You're right and sometimes a little finger burn from putting the hand over an open flame is the best way for them to learn because they see a direct connection. However, when a parent sees their toddler reaching for an open flame and forcefully holds their hand near the flame until it hurst - that's jacked up! The child may be learning that the flame hurts but also that mommy or daddy would forcefully cause them pain. That's when real psychosis begins and if you think that's liberal mumbo jumbo, just talk to an FBI Profiler. It ain't mumbo jumbo when we have psycho paths in this world. They aren't hatched that way. Parents can really f##k up their children with poisonous pedogogy. Every parent owes it to themselves and their children's future to learn all they can on parenting and not just rely on how our parent's raised us.

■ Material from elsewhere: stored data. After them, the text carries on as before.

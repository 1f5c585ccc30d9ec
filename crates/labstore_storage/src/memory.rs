//! In-memory key-value backend for testing.

use crate::backend::{validate_key, KvBackend};
use crate::error::StorageResult;
use parking_lot::RwLock;
use std::collections::BTreeMap;

/// An in-memory key-value backend.
///
/// This backend stores all values in memory and is suitable for:
/// - Unit tests
/// - Integration tests
/// - Ephemeral stores that don't need persistence
///
/// # Thread Safety
///
/// This backend is thread-safe and can be shared across threads.
///
/// # Example
///
/// ```rust
/// use labstore_storage::{KvBackend, InMemoryBackend};
///
/// let mut backend = InMemoryBackend::new();
/// backend.put("faq", b"[]").unwrap();
/// assert_eq!(backend.keys().unwrap(), vec!["faq".to_string()]);
/// ```
#[derive(Debug, Default)]
pub struct InMemoryBackend {
    entries: RwLock<BTreeMap<String, Vec<u8>>>,
}

impl InMemoryBackend {
    /// Creates a new empty in-memory backend.
    #[must_use]
    pub fn new() -> Self {
        Self::default()
    }

    /// Creates a backend pre-populated with entries.
    ///
    /// Useful for testing hydration scenarios.
    #[must_use]
    pub fn with_entries(entries: impl IntoIterator<Item = (String, Vec<u8>)>) -> Self {
        Self {
            entries: RwLock::new(entries.into_iter().collect()),
        }
    }

    /// Returns the number of keys holding a value.
    #[must_use]
    pub fn len(&self) -> usize {
        self.entries.read().len()
    }

    /// Returns whether the backend holds no values.
    #[must_use]
    pub fn is_empty(&self) -> bool {
        self.entries.read().is_empty()
    }

    /// Clears all entries.
    pub fn clear(&mut self) {
        self.entries.write().clear();
    }
}

impl KvBackend for InMemoryBackend {
    fn get(&self, key: &str) -> StorageResult<Option<Vec<u8>>> {
        validate_key(key)?;
        Ok(self.entries.read().get(key).cloned())
    }

    fn put(&mut self, key: &str, value: &[u8]) -> StorageResult<()> {
        validate_key(key)?;
        self.entries.write().insert(key.to_string(), value.to_vec());
        Ok(())
    }

    fn remove(&mut self, key: &str) -> StorageResult<()> {
        validate_key(key)?;
        self.entries.write().remove(key);
        Ok(())
    }

    fn keys(&self) -> StorageResult<Vec<String>> {
        Ok(self.entries.read().keys().cloned().collect())
    }

    fn sync(&mut self) -> StorageResult<()> {
        // Nothing to make durable
        Ok(())
    }
}
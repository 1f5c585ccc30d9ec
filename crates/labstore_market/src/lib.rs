//! # LabStore Market
//!
//! Marketplace domain layer for LabStore.
//!
//! This crate models a multi-role marketplace for booking medical analyses -
//! patients, laboratories, administrators, and support agents - on top of the
//! persisted collections in `labstore_core`. Each domain service owns one
//! collection (or two, for the catalog) and exposes the operations its role
//! screens need:
//!
//! - [`Accounts`] - users and the signed-in session
//! - [`Catalog`] - the analysis catalog: individual tests and test packs
//! - [`LabDirectory`] - partner laboratories and their nurse rosters
//! - [`OfferBoard`] - commission-based promotional offers
//! - [`OrderDesk`] - orders from placement through results delivery
//! - [`ComplaintDesk`] - complaints, agent assignment, compensation
//! - [`FaqBook`] - the help-center FAQ
//!
//! [`Marketplace`] wires all of the above over one [`labstore_core::Store`].
//!
//! Cross-collection references (an offer's `labId`, an order's assigned
//! laboratory) are informal foreign keys. The generic store does not enforce
//! them; the composing operations here validate what they need at the call
//! site (e.g. [`Marketplace::publish_offer`]) and deletions never cascade.

#![deny(unsafe_code)]
#![warn(missing_docs)]

mod accounts;
mod catalog;
mod complaints;
mod error;
mod faq;
mod laboratories;
mod marketplace;
pub mod model;
mod offers;
mod orders;
pub mod seed;

pub use accounts::Accounts;
pub use catalog::Catalog;
pub use complaints::ComplaintDesk;
pub use error::{MarketError, MarketResult};
pub use faq::{FaqBook, FaqPatch};
pub use laboratories::LabDirectory;
pub use marketplace::Marketplace;
pub use offers::{commission_split, CommissionSplit, OfferBoard};
pub use orders::OrderDesk;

so you'd rather they played with the wall socket instead of getting their hand slapped for it?

Or option C - cover your outlets and keep a watchful eye on your toddler. You want to have an ideal area for them to roam and explore that is safe for them - don't have any sharp corners, glass, cigarette butts - very dangerous, etc.). That's just Common Sense Parenting 101.

or even duct tape the kid to wall for their own safety! yeah that's it. and hey that carpet probably has dust mites in it too, don't let them on it. and rug burns oh my.

Like you said, Chuckie, each parent has their own way of raising their kids. I prefer to learn all I can about parenting and apply that knowledge.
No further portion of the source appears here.